##### Information provided #####

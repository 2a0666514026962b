//! HTTP middleware stack for storefront.
//!
//! # Middleware Order (bottom to top in Router)
//!
//! 1. Sentry layer (capture errors)
//! 2. `TraceLayer` (request tracing)
//! 3. Session layer (tower-sessions, in-memory store)
//! 4. Security headers
//! 5. Rate limiting on mutating routes (governor)

pub mod rate_limit;
pub mod security_headers;
pub mod session;

pub use rate_limit::{cart_rate_limiter, review_rate_limiter};
pub use security_headers::security_headers_middleware;
pub use session::{ShopperSession, create_session_layer};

#####

**Exercise**
Starting with the line that contains "pub use security_headers::security_headers_middleware;", return every line through the last one of the records, exactly as written.

**Response**
pub use security_headers::security_headers_middleware;
pub use session::{ShopperSession, create_session_layer};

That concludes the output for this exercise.